EXERCISE MATERIAL:
┌──

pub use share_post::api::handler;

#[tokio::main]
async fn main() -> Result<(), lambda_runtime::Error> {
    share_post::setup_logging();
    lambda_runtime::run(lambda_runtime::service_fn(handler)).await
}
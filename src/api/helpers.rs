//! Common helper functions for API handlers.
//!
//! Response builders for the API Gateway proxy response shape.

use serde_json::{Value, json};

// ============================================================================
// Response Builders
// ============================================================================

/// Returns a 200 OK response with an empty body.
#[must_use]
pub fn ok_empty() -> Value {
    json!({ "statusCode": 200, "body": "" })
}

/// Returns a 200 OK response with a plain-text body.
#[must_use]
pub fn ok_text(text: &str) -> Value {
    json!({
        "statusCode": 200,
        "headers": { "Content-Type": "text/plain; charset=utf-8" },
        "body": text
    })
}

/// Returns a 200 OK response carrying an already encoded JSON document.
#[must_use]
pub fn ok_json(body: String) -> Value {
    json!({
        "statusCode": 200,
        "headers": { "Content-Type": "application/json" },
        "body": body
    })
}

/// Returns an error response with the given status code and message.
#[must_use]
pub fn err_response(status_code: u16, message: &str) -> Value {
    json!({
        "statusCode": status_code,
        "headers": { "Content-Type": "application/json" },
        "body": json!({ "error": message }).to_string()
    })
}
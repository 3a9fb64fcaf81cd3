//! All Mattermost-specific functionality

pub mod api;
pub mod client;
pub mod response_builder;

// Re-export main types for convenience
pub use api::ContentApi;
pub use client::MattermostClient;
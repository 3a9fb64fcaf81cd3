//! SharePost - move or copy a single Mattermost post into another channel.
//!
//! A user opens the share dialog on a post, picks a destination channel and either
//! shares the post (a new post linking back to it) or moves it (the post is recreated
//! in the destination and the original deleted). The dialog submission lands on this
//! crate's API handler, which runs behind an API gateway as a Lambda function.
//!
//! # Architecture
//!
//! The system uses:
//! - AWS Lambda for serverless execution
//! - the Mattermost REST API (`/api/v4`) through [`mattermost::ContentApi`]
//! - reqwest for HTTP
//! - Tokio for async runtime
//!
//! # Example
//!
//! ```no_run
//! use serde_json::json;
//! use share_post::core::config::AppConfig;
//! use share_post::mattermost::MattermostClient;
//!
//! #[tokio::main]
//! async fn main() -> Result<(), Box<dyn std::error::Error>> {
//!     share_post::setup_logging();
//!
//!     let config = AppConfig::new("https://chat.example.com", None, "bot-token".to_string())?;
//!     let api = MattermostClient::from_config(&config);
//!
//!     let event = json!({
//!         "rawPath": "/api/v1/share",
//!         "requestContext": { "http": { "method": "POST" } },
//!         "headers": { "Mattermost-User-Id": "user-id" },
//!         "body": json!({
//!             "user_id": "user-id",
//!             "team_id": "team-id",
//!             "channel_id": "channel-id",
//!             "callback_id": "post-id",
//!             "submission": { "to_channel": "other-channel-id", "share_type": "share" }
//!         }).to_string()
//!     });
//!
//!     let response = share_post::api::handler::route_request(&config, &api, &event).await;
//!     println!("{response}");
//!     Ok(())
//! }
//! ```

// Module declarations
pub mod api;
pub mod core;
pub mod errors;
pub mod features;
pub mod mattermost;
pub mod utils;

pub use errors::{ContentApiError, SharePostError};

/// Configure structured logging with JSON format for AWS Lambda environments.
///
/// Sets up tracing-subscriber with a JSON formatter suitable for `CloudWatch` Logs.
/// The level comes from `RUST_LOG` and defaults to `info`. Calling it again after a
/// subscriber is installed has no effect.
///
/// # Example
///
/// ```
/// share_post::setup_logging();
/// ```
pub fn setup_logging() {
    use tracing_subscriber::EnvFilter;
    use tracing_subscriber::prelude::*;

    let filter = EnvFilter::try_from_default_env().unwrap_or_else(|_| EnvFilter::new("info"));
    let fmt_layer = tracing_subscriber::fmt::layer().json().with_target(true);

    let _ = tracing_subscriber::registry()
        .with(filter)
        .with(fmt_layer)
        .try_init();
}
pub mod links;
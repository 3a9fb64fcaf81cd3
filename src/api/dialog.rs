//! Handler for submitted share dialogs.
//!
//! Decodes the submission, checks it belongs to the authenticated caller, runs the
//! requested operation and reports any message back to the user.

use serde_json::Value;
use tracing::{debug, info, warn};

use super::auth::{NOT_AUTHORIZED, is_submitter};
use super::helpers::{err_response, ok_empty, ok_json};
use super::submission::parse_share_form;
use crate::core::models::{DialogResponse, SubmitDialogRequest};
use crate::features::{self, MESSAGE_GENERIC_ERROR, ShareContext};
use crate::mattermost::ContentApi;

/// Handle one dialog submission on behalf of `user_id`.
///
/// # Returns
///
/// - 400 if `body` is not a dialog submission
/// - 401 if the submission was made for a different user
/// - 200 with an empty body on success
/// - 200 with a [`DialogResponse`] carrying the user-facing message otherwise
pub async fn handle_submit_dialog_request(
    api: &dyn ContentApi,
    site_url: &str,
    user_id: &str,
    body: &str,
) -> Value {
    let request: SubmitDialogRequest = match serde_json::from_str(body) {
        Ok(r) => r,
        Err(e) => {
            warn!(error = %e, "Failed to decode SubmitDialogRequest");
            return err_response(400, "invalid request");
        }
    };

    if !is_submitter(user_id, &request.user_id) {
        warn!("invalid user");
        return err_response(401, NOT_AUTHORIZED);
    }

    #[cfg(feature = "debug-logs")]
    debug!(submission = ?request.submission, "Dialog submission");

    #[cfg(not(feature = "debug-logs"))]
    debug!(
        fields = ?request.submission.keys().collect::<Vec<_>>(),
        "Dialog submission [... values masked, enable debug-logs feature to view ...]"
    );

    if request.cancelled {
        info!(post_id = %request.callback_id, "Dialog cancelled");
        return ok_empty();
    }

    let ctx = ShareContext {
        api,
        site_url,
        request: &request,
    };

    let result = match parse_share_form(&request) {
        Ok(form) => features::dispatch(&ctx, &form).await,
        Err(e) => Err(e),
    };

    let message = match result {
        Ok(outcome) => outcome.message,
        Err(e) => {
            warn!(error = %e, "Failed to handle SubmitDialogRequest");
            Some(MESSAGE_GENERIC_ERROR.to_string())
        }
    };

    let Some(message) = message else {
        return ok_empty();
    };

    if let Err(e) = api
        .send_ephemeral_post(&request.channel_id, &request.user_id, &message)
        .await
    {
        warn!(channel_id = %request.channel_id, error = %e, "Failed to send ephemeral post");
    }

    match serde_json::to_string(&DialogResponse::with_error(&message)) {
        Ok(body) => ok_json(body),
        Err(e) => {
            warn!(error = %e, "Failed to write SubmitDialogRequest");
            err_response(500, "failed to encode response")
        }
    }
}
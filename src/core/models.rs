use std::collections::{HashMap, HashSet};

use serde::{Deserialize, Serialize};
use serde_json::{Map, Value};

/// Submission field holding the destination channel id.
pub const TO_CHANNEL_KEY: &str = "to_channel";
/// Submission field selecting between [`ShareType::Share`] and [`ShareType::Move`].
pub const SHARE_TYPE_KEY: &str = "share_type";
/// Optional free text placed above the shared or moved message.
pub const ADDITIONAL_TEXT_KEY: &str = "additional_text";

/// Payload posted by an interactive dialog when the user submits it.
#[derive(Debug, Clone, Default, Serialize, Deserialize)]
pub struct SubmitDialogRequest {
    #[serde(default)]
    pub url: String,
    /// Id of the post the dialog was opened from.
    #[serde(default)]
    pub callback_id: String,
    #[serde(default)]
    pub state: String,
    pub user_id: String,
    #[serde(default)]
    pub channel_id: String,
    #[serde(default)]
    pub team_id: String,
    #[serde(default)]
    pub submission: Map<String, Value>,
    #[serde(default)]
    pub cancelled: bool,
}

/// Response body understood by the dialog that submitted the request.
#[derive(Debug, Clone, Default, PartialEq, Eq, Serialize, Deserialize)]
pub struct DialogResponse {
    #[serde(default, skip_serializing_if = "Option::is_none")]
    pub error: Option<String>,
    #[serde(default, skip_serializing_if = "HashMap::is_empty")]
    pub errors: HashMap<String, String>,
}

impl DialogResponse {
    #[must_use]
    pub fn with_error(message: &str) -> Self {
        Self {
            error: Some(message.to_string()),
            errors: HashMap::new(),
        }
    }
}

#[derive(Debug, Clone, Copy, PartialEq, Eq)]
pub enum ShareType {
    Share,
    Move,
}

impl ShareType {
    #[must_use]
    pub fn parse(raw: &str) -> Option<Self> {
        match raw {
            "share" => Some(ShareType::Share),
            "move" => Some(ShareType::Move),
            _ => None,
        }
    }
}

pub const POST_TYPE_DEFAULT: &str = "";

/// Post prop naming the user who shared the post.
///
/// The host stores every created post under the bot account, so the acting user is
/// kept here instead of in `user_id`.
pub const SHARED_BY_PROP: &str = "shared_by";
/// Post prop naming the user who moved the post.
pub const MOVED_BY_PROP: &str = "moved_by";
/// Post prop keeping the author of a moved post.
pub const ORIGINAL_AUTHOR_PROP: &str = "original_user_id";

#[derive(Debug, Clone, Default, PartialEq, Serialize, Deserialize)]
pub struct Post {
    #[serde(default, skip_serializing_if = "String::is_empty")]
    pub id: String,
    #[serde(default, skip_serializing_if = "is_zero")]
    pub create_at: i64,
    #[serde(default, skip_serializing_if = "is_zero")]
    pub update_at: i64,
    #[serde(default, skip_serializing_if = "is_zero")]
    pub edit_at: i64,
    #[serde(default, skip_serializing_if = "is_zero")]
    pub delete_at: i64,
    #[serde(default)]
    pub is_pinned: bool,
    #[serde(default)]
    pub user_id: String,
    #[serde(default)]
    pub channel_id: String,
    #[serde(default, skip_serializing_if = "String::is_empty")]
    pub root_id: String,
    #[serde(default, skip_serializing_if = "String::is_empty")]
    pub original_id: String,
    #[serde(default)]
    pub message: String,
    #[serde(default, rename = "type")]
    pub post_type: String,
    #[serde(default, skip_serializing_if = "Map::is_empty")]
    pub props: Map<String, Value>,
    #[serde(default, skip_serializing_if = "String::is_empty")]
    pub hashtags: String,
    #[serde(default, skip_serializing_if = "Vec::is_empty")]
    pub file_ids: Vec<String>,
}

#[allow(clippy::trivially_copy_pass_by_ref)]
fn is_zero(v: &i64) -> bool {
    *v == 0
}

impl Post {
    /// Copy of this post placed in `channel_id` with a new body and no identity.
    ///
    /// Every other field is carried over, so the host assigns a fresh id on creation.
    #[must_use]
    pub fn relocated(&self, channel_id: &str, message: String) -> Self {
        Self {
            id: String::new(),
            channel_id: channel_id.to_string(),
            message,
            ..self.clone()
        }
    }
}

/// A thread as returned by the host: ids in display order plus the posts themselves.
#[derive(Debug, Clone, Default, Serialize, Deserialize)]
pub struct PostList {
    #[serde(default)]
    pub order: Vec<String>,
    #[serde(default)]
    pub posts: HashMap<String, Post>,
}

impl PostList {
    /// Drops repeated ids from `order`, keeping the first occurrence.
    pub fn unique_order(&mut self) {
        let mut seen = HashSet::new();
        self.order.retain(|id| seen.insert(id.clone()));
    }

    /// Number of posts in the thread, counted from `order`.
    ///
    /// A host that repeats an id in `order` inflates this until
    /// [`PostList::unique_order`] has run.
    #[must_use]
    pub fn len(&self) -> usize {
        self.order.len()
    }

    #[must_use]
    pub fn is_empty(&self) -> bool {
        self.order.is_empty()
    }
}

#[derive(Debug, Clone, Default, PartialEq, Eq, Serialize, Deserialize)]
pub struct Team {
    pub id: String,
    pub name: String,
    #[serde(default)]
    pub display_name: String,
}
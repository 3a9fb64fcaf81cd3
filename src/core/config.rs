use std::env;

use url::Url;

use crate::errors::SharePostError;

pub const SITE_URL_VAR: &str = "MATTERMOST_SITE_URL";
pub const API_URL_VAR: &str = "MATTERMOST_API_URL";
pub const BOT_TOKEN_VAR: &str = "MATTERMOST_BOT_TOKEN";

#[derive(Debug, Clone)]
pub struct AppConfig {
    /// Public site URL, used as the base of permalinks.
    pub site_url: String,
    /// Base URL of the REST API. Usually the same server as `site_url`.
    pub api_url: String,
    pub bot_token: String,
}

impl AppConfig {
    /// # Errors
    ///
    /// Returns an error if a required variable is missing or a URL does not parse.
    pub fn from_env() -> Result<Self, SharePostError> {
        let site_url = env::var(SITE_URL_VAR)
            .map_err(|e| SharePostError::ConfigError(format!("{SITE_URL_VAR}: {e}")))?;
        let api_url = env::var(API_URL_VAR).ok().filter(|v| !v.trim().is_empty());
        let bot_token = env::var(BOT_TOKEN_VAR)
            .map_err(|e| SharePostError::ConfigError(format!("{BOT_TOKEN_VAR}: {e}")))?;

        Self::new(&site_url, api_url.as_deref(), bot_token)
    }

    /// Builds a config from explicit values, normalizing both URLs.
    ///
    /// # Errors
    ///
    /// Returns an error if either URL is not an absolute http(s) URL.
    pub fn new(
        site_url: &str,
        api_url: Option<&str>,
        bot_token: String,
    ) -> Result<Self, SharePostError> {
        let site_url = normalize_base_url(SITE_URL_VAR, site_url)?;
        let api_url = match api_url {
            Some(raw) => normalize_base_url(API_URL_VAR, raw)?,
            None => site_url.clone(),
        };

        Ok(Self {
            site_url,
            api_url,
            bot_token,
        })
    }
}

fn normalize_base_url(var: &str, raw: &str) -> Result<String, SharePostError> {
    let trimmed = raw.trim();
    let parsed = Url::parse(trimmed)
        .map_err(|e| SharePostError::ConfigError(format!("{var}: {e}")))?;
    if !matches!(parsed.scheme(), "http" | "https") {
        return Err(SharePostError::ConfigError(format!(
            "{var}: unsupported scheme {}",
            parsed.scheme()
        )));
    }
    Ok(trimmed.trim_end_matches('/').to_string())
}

└──

WORK TO BE COMPLETED: Whenever a line in the records contains the word "impl", copy that line.

TASK OUTPUT:
impl DialogResponse {
impl ShareType {
impl Post {
impl PostList {
impl AppConfig {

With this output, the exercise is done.